START Extracted material
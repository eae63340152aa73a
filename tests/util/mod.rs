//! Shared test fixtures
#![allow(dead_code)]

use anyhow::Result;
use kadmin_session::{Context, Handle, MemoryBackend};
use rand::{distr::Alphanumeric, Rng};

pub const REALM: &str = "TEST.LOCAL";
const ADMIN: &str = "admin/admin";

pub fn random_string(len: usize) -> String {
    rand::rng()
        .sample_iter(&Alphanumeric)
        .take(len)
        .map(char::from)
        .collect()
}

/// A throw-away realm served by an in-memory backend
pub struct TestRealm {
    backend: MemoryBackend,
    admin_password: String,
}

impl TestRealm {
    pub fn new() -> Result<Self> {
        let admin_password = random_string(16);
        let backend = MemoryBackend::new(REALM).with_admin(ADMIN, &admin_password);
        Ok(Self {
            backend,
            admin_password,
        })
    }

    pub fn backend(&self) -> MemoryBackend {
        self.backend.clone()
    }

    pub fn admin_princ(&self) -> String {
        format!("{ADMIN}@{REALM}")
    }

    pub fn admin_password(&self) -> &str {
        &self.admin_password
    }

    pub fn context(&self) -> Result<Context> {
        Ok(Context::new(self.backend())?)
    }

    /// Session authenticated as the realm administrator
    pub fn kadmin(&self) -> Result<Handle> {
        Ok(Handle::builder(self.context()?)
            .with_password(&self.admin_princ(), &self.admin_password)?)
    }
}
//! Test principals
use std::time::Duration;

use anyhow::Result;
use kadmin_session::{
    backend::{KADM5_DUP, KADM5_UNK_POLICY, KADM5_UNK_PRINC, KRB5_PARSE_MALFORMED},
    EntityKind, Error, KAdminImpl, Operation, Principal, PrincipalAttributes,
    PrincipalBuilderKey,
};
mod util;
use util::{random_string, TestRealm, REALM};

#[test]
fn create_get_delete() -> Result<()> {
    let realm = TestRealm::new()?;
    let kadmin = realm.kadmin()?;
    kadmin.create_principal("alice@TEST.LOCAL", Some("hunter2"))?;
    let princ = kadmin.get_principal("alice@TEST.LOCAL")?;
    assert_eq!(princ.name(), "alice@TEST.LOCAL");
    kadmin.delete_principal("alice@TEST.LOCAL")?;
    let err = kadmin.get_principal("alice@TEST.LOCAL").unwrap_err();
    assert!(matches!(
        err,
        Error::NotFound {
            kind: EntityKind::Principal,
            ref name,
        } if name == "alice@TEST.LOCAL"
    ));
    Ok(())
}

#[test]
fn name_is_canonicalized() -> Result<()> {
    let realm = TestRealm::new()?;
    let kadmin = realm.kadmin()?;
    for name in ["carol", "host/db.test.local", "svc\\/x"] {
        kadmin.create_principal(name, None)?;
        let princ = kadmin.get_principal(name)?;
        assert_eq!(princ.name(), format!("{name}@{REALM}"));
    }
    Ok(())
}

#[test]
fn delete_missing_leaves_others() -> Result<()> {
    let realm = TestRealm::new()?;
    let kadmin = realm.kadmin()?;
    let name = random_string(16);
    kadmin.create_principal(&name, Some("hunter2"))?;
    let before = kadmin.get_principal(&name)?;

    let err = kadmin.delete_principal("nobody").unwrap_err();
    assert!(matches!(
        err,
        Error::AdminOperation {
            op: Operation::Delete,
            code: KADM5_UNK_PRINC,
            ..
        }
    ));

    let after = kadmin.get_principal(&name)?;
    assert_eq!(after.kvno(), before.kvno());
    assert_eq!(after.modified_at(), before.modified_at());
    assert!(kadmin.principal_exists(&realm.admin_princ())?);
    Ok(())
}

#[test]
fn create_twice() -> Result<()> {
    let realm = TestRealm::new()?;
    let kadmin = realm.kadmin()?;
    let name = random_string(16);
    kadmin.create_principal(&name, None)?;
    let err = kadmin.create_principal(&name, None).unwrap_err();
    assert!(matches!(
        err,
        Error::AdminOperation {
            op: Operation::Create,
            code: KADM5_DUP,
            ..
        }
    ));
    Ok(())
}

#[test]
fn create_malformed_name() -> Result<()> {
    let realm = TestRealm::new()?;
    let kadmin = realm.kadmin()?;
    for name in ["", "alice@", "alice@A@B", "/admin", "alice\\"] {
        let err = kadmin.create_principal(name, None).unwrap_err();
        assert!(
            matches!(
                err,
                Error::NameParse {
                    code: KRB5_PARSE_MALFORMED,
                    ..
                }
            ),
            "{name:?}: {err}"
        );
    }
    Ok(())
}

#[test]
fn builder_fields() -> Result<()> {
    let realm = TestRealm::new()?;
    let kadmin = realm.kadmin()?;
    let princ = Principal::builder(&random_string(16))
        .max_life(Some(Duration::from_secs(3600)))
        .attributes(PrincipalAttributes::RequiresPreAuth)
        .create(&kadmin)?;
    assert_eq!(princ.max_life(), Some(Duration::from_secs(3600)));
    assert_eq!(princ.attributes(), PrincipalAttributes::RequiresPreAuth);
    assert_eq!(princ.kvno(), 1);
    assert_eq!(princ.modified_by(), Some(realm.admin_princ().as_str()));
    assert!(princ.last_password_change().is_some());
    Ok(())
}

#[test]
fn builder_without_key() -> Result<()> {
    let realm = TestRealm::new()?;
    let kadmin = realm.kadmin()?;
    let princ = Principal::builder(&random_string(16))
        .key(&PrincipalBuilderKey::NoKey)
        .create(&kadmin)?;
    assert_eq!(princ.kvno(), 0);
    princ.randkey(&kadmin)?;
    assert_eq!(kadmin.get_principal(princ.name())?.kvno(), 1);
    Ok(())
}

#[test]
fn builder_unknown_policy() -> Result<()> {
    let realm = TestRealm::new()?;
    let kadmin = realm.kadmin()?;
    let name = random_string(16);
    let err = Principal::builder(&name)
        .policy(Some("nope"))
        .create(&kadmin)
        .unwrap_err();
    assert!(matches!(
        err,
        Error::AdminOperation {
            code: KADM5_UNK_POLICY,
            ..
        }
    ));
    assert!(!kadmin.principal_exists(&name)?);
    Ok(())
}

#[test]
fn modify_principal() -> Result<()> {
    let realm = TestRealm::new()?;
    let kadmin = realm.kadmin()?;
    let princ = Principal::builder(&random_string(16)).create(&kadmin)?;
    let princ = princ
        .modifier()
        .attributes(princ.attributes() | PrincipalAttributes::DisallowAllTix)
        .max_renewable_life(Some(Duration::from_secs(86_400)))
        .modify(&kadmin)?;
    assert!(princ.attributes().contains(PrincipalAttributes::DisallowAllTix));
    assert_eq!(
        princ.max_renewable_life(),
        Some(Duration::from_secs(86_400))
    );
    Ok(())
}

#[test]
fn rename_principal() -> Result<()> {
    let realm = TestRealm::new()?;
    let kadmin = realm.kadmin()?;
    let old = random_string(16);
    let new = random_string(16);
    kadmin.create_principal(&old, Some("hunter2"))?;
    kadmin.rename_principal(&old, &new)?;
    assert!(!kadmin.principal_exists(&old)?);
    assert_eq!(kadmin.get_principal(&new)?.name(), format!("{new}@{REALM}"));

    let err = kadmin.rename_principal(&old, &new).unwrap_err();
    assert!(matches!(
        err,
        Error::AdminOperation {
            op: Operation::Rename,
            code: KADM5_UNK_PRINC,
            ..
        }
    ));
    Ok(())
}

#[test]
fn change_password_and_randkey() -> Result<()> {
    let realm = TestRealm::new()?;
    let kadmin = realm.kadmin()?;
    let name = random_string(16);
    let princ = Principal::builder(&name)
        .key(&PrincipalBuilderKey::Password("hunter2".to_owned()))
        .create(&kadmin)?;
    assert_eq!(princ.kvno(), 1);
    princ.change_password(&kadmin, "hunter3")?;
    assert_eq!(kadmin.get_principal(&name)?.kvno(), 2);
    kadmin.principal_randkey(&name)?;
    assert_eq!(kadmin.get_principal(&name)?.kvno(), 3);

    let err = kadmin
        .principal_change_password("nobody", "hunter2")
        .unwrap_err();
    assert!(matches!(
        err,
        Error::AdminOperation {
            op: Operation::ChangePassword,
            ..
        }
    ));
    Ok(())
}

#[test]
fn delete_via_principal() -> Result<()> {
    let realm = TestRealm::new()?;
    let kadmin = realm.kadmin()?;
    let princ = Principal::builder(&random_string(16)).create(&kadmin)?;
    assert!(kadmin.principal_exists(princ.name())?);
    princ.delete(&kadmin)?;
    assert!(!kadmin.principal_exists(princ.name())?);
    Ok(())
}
END Extracted material
• Goal of the exercise:
Beginning at the opening line of the data, transcribe each line exactly until you reach the line with "rand::rng()", which you also include, and go no further.

• Result of the task:
repository eae63340152aa73a
filename tests/util/mod.rs
//! Shared test fixtures
#![allow(dead_code)]

use anyhow::Result;
use kadmin_session::{Context, Handle, MemoryBackend};
use rand::{distr::Alphanumeric, Rng};

pub const REALM: &str = "TEST.LOCAL";
const ADMIN: &str = "admin/admin";

pub fn random_string(len: usize) -> String {
    rand::rng()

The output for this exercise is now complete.